数あるエピソードでも胸糞悪さで言えば中々上の方に来る奴だった筈だ。解ってるから強制できない。どっかで踏ん切り付けて欲しいなぁ、とは思うけど。
「ま、これはこれで何とかします。それよりも今はこっちのプロジェクトの事ですよ」
「それなら安心してください、順調ですから。来月中にはテスターを確保しても良いかもしれませんね」
「どんな感想が貰えるのか楽しみだねぇ」
「あんりあるえんじーん!」
「しぇーだー!」
「すちーむ配信予定ですか?」
この従僕共かなり現代に適応してねぇか? もしかして俺よりも適応してねぇか? というか君らアカウント持ってるの? 今生に入ってから俺やる機会がないからアカウント取得してないんだけどお前らマジか? 積みゲーちゃんと積んでるんだ……何なんだこいつら……。

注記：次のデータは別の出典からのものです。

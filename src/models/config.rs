//! Configuration data model and validation

use crate::error::{AppError, Result};
use serde::{Deserialize, Serialize};
use std::net::SocketAddr;
use std::time::Duration;

/// Main application configuration
#[derive(Debug, Clone, Serialize, Deserialize)]
pub struct Config {
    /// Address and port the HTTP server binds to
    #[serde(default = "default_listen_addr")]
    pub listen_addr: String,

    /// API key for the generation API (required, supplied via environment)
    #[serde(default)]
    pub api_key: String,

    /// Base URL of the generation API
    #[serde(default = "default_api_base_url")]
    pub api_base_url: String,

    /// Generation model identifier
    #[serde(default = "default_model")]
    pub model: String,

    /// Outbound request timeout in seconds
    #[serde(default = "default_timeout_secs")]
    pub timeout_seconds: u64,

    /// Total attempts for the outbound call (first try included)
    #[serde(default = "default_retry_attempts")]
    pub retry_attempts: u32,

    /// Initial backoff delay in seconds, doubled after each failed attempt
    #[serde(default = "default_retry_initial_delay_secs")]
    pub retry_initial_delay_seconds: u64,

    /// Directory containing the static landing page
    #[serde(default = "default_static_dir")]
    pub static_dir: String,

    /// Enable colored terminal output
    #[serde(default = "default_enable_color")]
    pub enable_color: bool,

    /// Enable verbose output
    #[serde(default)]
    pub verbose: bool,

    /// Enable debug output
    #[serde(default)]
    pub debug: bool,
}

impl Default for Config {
    fn default() -> Self {
        Self {
            listen_addr: default_listen_addr(),
            api_key: String::new(),
            api_base_url: default_api_base_url(),
            model: default_model(),
            timeout_seconds: default_timeout_secs(),
            retry_attempts: default_retry_attempts(),
            retry_initial_delay_seconds: default_retry_initial_delay_secs(),
            static_dir: default_static_dir(),
            enable_color: default_enable_color(),
            verbose: false,
            debug: false,
        }
    }
}

impl Config {
    /// Create a new configuration with default values
    pub fn new() -> Self {
        Self::default()
    }

    /// Get the outbound request timeout as Duration
    pub fn timeout(&self) -> Duration {
        Duration::from_secs(self.timeout_seconds)
    }

    /// Get the initial retry backoff as Duration
    pub fn retry_initial_delay(&self) -> Duration {
        Duration::from_secs(self.retry_initial_delay_seconds)
    }

    /// Parse the listen address into a socket address
    pub fn listen_socket_addr(&self) -> Result<SocketAddr> {
        self.listen_addr
            .parse()
            .map_err(|e| AppError::config(format!("Invalid listen address '{}': {}", self.listen_addr, e)))
    }

    /// Validate the configuration and return any errors
    pub fn validate(&self) -> Result<()> {
        if self.api_key.trim().is_empty() {
            return Err(AppError::config(
                "API key is not set. Provide it via the GEMINI_API_KEY environment variable",
            ));
        }

        self.listen_socket_addr()?;

        if self.api_base_url.is_empty() {
            return Err(AppError::config("API base URL cannot be empty"));
        }
        match url::Url::parse(&self.api_base_url) {
            Ok(parsed) => {
                if parsed.scheme() != "https" && parsed.scheme() != "http" {
                    return Err(AppError::config(format!(
                        "API base URL must use HTTP(S): {}",
                        self.api_base_url
                    )));
                }
            }
            Err(e) => {
                return Err(AppError::config(format!(
                    "Invalid API base URL '{}': {}",
                    self.api_base_url, e
                )));
            }
        }

        if self.model.trim().is_empty() {
            return Err(AppError::config("Model name cannot be empty"));
        }

        if self.timeout_seconds == 0 {
            return Err(AppError::config("Timeout must be greater than 0"));
        }
        if self.timeout_seconds > 300 {
            return Err(AppError::config("Timeout cannot exceed 300 seconds"));
        }

        if self.retry_attempts == 0 {
            return Err(AppError::config("Retry attempts must be greater than 0"));
        }
        if self.retry_attempts > 10 {
            return Err(AppError::config("Retry attempts cannot exceed 10"));
        }

        if self.retry_initial_delay_seconds > 60 {
            return Err(AppError::config(
                "Initial retry delay cannot exceed 60 seconds",
            ));
        }

        if self.static_dir.is_empty() {
            return Err(AppError::config("Static directory cannot be empty"));
        }

        Ok(())
    }

    /// Merge environment variables into this configuration
    pub fn merge_from_env(&mut self) -> Result<()> {
        if let Ok(listen_addr) = std::env::var("LISTEN_ADDR") {
            self.listen_addr = listen_addr.trim().to_string();
        }

        if let Ok(api_key) = std::env::var("GEMINI_API_KEY") {
            self.api_key = api_key.trim().to_string();
        }

        if let Ok(api_base_url) = std::env::var("GEMINI_API_URL") {
            self.api_base_url = api_base_url.trim().to_string();
        }

        if let Ok(model) = std::env::var("GEMINI_MODEL") {
            self.model = model.trim().to_string();
        }

        if let Ok(timeout) = std::env::var("TIMEOUT_SECONDS") {
            self.timeout_seconds = timeout
                .parse()
                .map_err(|e| AppError::config(format!("Invalid TIMEOUT_SECONDS value '{}': {}", timeout, e)))?;
        }

        if let Ok(attempts) = std::env::var("RETRY_ATTEMPTS") {
            self.retry_attempts = attempts
                .parse()
                .map_err(|e| AppError::config(format!("Invalid RETRY_ATTEMPTS value '{}': {}", attempts, e)))?;
        }

        if let Ok(delay) = std::env::var("RETRY_INITIAL_DELAY_SECONDS") {
            self.retry_initial_delay_seconds = delay.parse().map_err(|e| {
                AppError::config(format!(
                    "Invalid RETRY_INITIAL_DELAY_SECONDS value '{}': {}",
                    delay, e
                ))
            })?;
        }

        if let Ok(static_dir) = std::env::var("STATIC_DIR") {
            self.static_dir = static_dir.trim().to_string();
        }

        if let Ok(enable_color) = std::env::var("ENABLE_COLOR") {
            self.enable_color = enable_color
                .parse()
                .map_err(|e| AppError::config(format!("Invalid ENABLE_COLOR value '{}': {}", enable_color, e)))?;
        }

        Ok(())
    }
}

// Default value functions for serde
fn default_listen_addr() -> String {
    crate::defaults::DEFAULT_LISTEN_ADDR.to_string()
}

fn default_api_base_url() -> String {
    crate::defaults::DEFAULT_API_BASE_URL.to_string()
}

fn default_model() -> String {
    crate::defaults::DEFAULT_MODEL.to_string()
}

fn default_timeout_secs() -> u64 {
    crate::defaults::DEFAULT_TIMEOUT.as_secs()
}

fn default_retry_attempts() -> u32 {
    crate::defaults::DEFAULT_RETRY_ATTEMPTS
}

fn default_retry_initial_delay_secs() -> u64 {
    crate::defaults::DEFAULT_RETRY_INITIAL_DELAY.as_secs()
}

fn default_static_dir() -> String {
    crate::defaults::DEFAULT_STATIC_DIR.to_string()
}

fn default_enable_color() -> bool {
    crate::defaults::DEFAULT_ENABLE_COLOR
}

#[cfg(test)]
mod tests {
    use super::*;

    fn config_with_key() -> Config {
        Config {
            api_key: "test-key".to_string(),
            ..Default::default()
        }
    }

    #[test]
    fn test_default_config_requires_api_key() {
        let config = Config::default();
        assert!(config.validate().is_err());
    }

    #[test]
    fn test_config_with_api_key_is_valid() {
        let config = config_with_key();
        assert!(config.validate().is_ok());
    }

    #[test]
    fn test_invalid_listen_addr() {
        let mut config = config_with_key();
        config.listen_addr = "not-an-address".to_string();
        assert!(config.validate().is_err());
    }

    #[test]
    fn test_invalid_api_base_url() {
        let mut config = config_with_key();
        config.api_base_url = "not-a-url".to_string();
        assert!(config.validate().is_err());

        config.api_base_url = "ftp://example.com".to_string();
        assert!(config.validate().is_err());
    }

    #[test]
    fn test_empty_model_invalid() {
        let mut config = config_with_key();
        config.model = "  ".to_string();
        assert!(config.validate().is_err());
    }

    #[test]
    fn test_timeout_bounds() {
        let mut config = config_with_key();
        config.timeout_seconds = 0;
        assert!(config.validate().is_err());

        config.timeout_seconds = 301;
        assert!(config.validate().is_err());

        config.timeout_seconds = 30;
        assert!(config.validate().is_ok());
    }

    #[test]
    fn test_retry_bounds() {
        let mut config = config_with_key();
        config.retry_attempts = 0;
        assert!(config.validate().is_err());

        config.retry_attempts = 11;
        assert!(config.validate().is_err());

        config.retry_attempts = 3;
        assert!(config.validate().is_ok());
    }

    #[test]
    fn test_durations() {
        let config = config_with_key();
        assert_eq!(config.timeout(), Duration::from_secs(30));
        assert_eq!(config.retry_initial_delay(), Duration::from_secs(1));
    }

    #[test]
    fn test_listen_socket_addr_parses_default() {
        let config = config_with_key();
        let addr = config.listen_socket_addr().unwrap();
        assert_eq!(addr.port(), 8000);
        assert!(addr.ip().is_loopback());
    }
}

これなら特に心配もする必要もなさそうだ。来月にはベータ版を通してブラッシュアップが始まる……楽しみだ……元の構築をこっちで作れるまで、データで握って遊ぶ事が出来るのだ……本当に楽しみだ……。
るんるん気分で図書館を後にし、牧場に戻って来る。もうこのワープにも慣れてしまったなぁ、と思っているとシェイナが現れた。
「マスター、よろしいでしょうか」
「おや、どうしたんだシェイナ」
「……はい」
ぎゅっと拳を握るかつての美姫は覚悟を決めた表情を浮かべていた。
「過去に……もう1度向き合おうかと思います」
シェイナのその言葉にぽん、と白紙の物語が出現した。最近人格持ってねぇかコイツ?